INT. CLOONEY CAMPAIGN HQ
Having lost the PARKING SPOT for his DICK, RYAN tries to get his JOB back.
RYAN GOSLING
Hey Paul, can I work for you now?
PAUL GIAMATTI
No. I just wanted to meet with you to get you fired. I don't care about any bombshell information you might have about Clooney either.
RYAN GOSLING
You balding asshole!
PAUL GIAMATTI
That's me. You should stay out of politics Ryan. It's full of jack-offs like me and most of them take themselves too seriously to be in Shoot 'Em Up.
PAUL leaves and RYAN tries to blackmail GEORGE.
RYAN GOSLING
I know you cheated on your wife and tried to get away with it.
GEORGE CLOONEY
I'm a composite of Clinton and Kennedy, of course I fooled around. And besides all you have on me is circumstantial evidence and a motive to screw me over, which I can use to discredit your case. So your blackmailing idea won't ever work. Never in a million years.
RYAN GOSLING
But it might.
GEORGE CLOONEY
Crap, You're right! How about I give you Philip Seymour Hoffman's job and let you tell me how to save the campaign from Paul Giamatti. And you get a White House position when I win.
RYAN GOSLING
(IQ 24)
Great!
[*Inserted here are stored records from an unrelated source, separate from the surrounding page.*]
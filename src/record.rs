use chrono::{NaiveDate, NaiveTime};
use serde::{Deserialize, Serialize};

use crate::market::Market;

const TIME_FORMATS: &[&str] = &["%H:%M", "%H:%M:%S", "%H.%M"];

/// Decimal odds for the ten markets, indexed by `Market::index`.
#[derive(Debug, Clone, Copy, PartialEq, Serialize, Deserialize)]
pub struct Odds {
    pub values: [f64; 10],
}

impl Odds {
    pub fn get(&self, market: Market) -> f64 {
        self.values[market.index()]
    }
}

#[derive(Debug, Clone, PartialEq, Serialize, Deserialize)]
pub struct MatchRecord {
    pub league: String,
    pub home: String,
    pub away: String,
    pub time: String,
    pub date: Option<NaiveDate>,
    pub odds: Odds,
    pub goals_h: Option<u32>,
    pub goals_a: Option<u32>,
}

impl MatchRecord {
    pub fn result(&self) -> Option<(u32, u32)> {
        match (self.goals_h, self.goals_a) {
            (Some(h), Some(a)) => Some((h, a)),
            _ => None,
        }
    }

    /// Identity used to deduplicate fixtures across strategies.
    pub fn fixture_key(&self) -> (&str, &str, &str) {
        (&self.league, &self.home, &self.away)
    }

    /// Kickoff parsed from `time`; `None` when the text is not a clock time.
    pub fn kickoff(&self) -> Option<NaiveTime> {
        let raw = self.time.trim();
        TIME_FORMATS
            .iter()
            .find_map(|fmt| NaiveTime::parse_from_str(raw, fmt).ok())
    }

    pub fn fixture_label(&self) -> String {
        format!("{} v {}", self.home, self.away)
    }
}

#[cfg(test)]
mod tests {
    use super::*;

    fn at(time: &str) -> MatchRecord {
        MatchRecord {
            league: "L".to_string(),
            home: "A".to_string(),
            away: "B".to_string(),
            time: time.to_string(),
            date: None,
            odds: Odds { values: [2.0; 10] },
            goals_h: None,
            goals_a: None,
        }
    }

    #[test]
    fn kickoff_orders_single_digit_hours() {
        assert_eq!(at("9:30").kickoff(), NaiveTime::from_hms_opt(9, 30, 0));
        assert_eq!(at("15:00:00").kickoff(), NaiveTime::from_hms_opt(15, 0, 0));
        assert!(at("9:30").kickoff() < at("15:00").kickoff());
        assert_eq!(at("TBD").kickoff(), None);
    }
}
use std::collections::HashSet;

use tracing::info;

use crate::config::AppConfig;
use crate::record::MatchRecord;

/// Set-membership filter over the `League` column.
#[derive(Debug, Clone, Default)]
pub struct LeagueFilter {
    allowed: HashSet<String>,
}

impl LeagueFilter {
    pub fn new<I, S>(leagues: I) -> Self
    where
        I: IntoIterator<Item = S>,
        S: AsRef<str>,
    {
        let allowed = leagues
            .into_iter()
            .map(|l| l.as_ref().trim().to_string())
            .filter(|l| !l.is_empty())
            .collect();
        Self { allowed }
    }

    pub fn from_config(config: &AppConfig) -> Self {
        Self::new(&config.leagues)
    }

    pub fn allows_all(&self) -> bool {
        self.allowed.is_empty()
    }

    pub fn allows(&self, league: &str) -> bool {
        self.allows_all() || self.allowed.contains(league.trim())
    }

    pub fn retain(&self, records: Vec<MatchRecord>) -> Vec<MatchRecord> {
        let before = records.len();
        let kept = records
            .into_iter()
            .filter(|r| self.allows(&r.league))
            .collect::<Vec<_>>();
        if kept.len() < before {
            info!(
                dropped = before - kept.len(),
                kept = kept.len(),
                "league filter applied"
            );
        }
        kept
    }
}

#[cfg(test)]
mod tests {
    use super::*;
    use crate::record::Odds;

    fn record(league: &str) -> MatchRecord {
        MatchRecord {
            league: league.to_string(),
            home: "A".to_string(),
            away: "B".to_string(),
            time: "15:00".to_string(),
            date: None,
            odds: Odds { values: [2.0; 10] },
            goals_h: None,
            goals_a: None,
        }
    }

    #[test]
    fn keeps_only_allowed_leagues() {
        let filter = LeagueFilter::new(["ENGLAND - PREMIER LEAGUE", " ITALY - SERIE A "]);
        let kept = filter.retain(vec![
            record("ENGLAND - PREMIER LEAGUE"),
            record("SCOTLAND - PREMIERSHIP"),
            record("ITALY - SERIE A"),
        ]);
        assert_eq!(kept.len(), 2);
        assert!(kept.iter().all(|r| r.league != "SCOTLAND - PREMIERSHIP"));
    }

    #[test]
    fn empty_allow_list_passes_everything() {
        let filter = LeagueFilter::new(Vec::<String>::new());
        assert!(filter.allows_all());
        assert_eq!(filter.retain(vec![record("X"), record("Y")]).len(), 2);
    }
}
use oddslab::LabError;
use oddslab::features::FeatureTable;
use oddslab::strategy::{BoundStrategy, Condition, StrategyBank, StrategyRule, apply_strategies};
use oddslab::synthetic::generate;

#[test]
fn adding_conditions_never_grows_matches() {
    let table = FeatureTable::derive(&generate(21, 500));
    let bank = StrategyBank::bundled().unwrap();
    for rule in bank.rules() {
        let mut previous = usize::MAX;
        for n in 1..=rule.conditions.len() {
            let count = rule.prefix(n).matched_rows(&table).len();
            assert!(count <= previous, "{} grew at {n} conditions", rule.name);
            previous = count;
        }
    }
}

#[test]
fn bound_strategy_agrees_with_rule_mask() {
    let table = FeatureTable::derive(&generate(22, 200));
    let bank = StrategyBank::bundled().unwrap();
    for bound in apply_strategies(&bank, &table) {
        let rule = bank
            .rules()
            .iter()
            .find(|r| r.name == bound.name())
            .unwrap();
        assert_eq!(bound.mask(), rule.mask(&table));
        for row in 0..table.len() {
            assert_eq!(bound.matches(row), rule.matches_row(&table, row));
        }
    }
}

#[test]
fn open_bounds_match_every_row() {
    let table = FeatureTable::derive(&generate(23, 50));
    let rule = StrategyRule::new(
        "Back Home",
        "OPEN",
        vec![Condition::new("VAR01", f64::NEG_INFINITY, f64::INFINITY)],
    )
    .unwrap();
    let bound = BoundStrategy::bind(&rule, &table);
    assert!(bound.mask().into_iter().all(|keep| keep));
}

#[test]
fn bank_csv_with_blank_bounds_and_comments() {
    let raw = "# comment\npage,strategy,feature,lower,upper\nBack Home,X,VAR01,,2.0\nBack Home,X,pH,0.4,\n";
    let bank = StrategyBank::from_csv_reader(raw.as_bytes()).unwrap();
    assert_eq!(bank.len(), 1);
    let rule = &bank.rules()[0];
    assert_eq!(rule.conditions[0].lower, f64::NEG_INFINITY);
    assert_eq!(rule.conditions[1].upper, f64::INFINITY);
}

#[test]
fn unknown_feature_fails_bank_load() {
    let raw = "page,strategy,feature,lower,upper\nBack Home,X,VAR99,0,1\n";
    assert!(matches!(
        StrategyBank::from_csv_reader(raw.as_bytes()),
        Err(LabError::UnknownFeature(name)) if name == "VAR99"
    ));
}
I'm just glad politicians aren't extremely petty or my making an enemy out of the future President of the United States in order to get job working closely with him for four years would be...
GEORGE CLOONEY
Retarded?
RYAN GOSLING
Yeah! So what'll happen to Philip anyway?
GEORGE CLOONEY
He'll take a stable six figure job in Washington D.C. that comes with full benefits.
RYAN GOSLING
(appalled)
Good God.
GEORGE CLOONEY
I know. But at least with this film done I'm one step closer to becoming a legendary auteur!
SUPERIOR DIRECTOR ALEXANDER PAYNE
Yeah sure. This was your Taxi Driver and Leatherheads was what, your Rashomon? Just stick to acting as long as you promise to stay away from Joel Schumacher.